- _Problem description_
From the entries, filter out every line that lacks "ShardingRule" and copy the rest.

- _Dataset excerpts_
☆ ☆ ☆ ☆
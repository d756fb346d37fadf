use tracing::info;

use crate::config::{ConfigurationProperties, RuleConfiguration};
use crate::error::{Error, Result};
use crate::features::{EncryptRule, ReadwriteSplittingRule, ShadowRule, SingleTableRule};
use crate::names::NameSet;
use crate::sharding::{AlgorithmRegistry, ShardingRule};

/// All rules of one logical database. Built once, read-only afterwards and
/// shared between threads behind an `Arc`.
#[derive(Debug, Clone)]
pub struct RuleSet {
    data_sources: NameSet,
    sharding: Option<ShardingRule>,
    single: SingleTableRule,
    shadow: Option<ShadowRule>,
    readwrite: Option<ReadwriteSplittingRule>,
    encrypt: Option<EncryptRule>,
    props: ConfigurationProperties,
}

impl RuleSet {
    pub fn build(config: &RuleConfiguration) -> Result<Self> {
        Self::build_with_registry(config, &AlgorithmRegistry::default())
    }

    pub fn build_with_registry(
        config: &RuleConfiguration,
        registry: &AlgorithmRegistry,
    ) -> Result<Self> {
        config.validate()?;
        let data_sources = config.logical_data_sources();
        if data_sources.is_empty() {
            return Err(Error::Config("no logical data sources".to_string()));
        }

        let sharding = config
            .sharding
            .as_ref()
            .map(|c| ShardingRule::build(c, &data_sources, registry))
            .transpose()?;
        let single = SingleTableRule::build(&config.single_tables, &data_sources)?;
        if let Some(sharding) = &sharding {
            for table in sharding.table_rules() {
                if single.contains(&table.logic_table) {
                    return Err(Error::Config(format!(
                        "table {} cannot be both sharding and single",
                        table.logic_table
                    )));
                }
            }
        }
        let shadow = config.shadow.as_ref().map(ShadowRule::build);
        let readwrite = config
            .readwrite_splitting
            .as_ref()
            .map(ReadwriteSplittingRule::build)
            .transpose()?;
        let encrypt = config.encrypt.as_ref().map(EncryptRule::build).transpose()?;

        info!(
            data_sources = data_sources.len(),
            sharding_tables = sharding.as_ref().map_or(0, |s| s.table_rules().count()),
            shadow = shadow.is_some(),
            readwrite = readwrite.is_some(),
            encrypt = encrypt.is_some(),
            "rules built"
        );

        Ok(Self {
            data_sources,
            sharding,
            single,
            shadow,
            readwrite,
            encrypt,
            props: config.props.clone(),
        })
    }

    /// Logical data sources, in configuration order.
    pub fn data_source_names(&self) -> &NameSet {
        &self.data_sources
    }

    pub fn sharding(&self) -> Option<&ShardingRule> {
        self.sharding.as_ref()
    }

    pub fn single(&self) -> &SingleTableRule {
        &self.single
    }

    pub fn shadow(&self) -> Option<&ShadowRule> {
        self.shadow.as_ref()
    }

    pub fn readwrite(&self) -> Option<&ReadwriteSplittingRule> {
        self.readwrite.as_ref()
    }

    pub fn encrypt(&self) -> Option<&EncryptRule> {
        self.encrypt.as_ref()
    }

    pub fn props(&self) -> &ConfigurationProperties {
        &self.props
    }

    pub fn is_sharding_table(&self, table: &str) -> bool {
        self.sharding.as_ref().map_or(false, |s| s.is_sharding_table(table))
    }

    pub fn is_broadcast_table(&self, table: &str) -> bool {
        self.sharding.as_ref().map_or(false, |s| s.is_broadcast_table(table))
    }
}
☆ ☆ ☆ ☆
- _Output for this task_
use crate::sharding::{AlgorithmRegistry, ShardingRule};
    sharding: Option<ShardingRule>,
            .map(|c| ShardingRule::build(c, &data_sources, registry))
    pub fn sharding(&self) -> Option<&ShardingRule> {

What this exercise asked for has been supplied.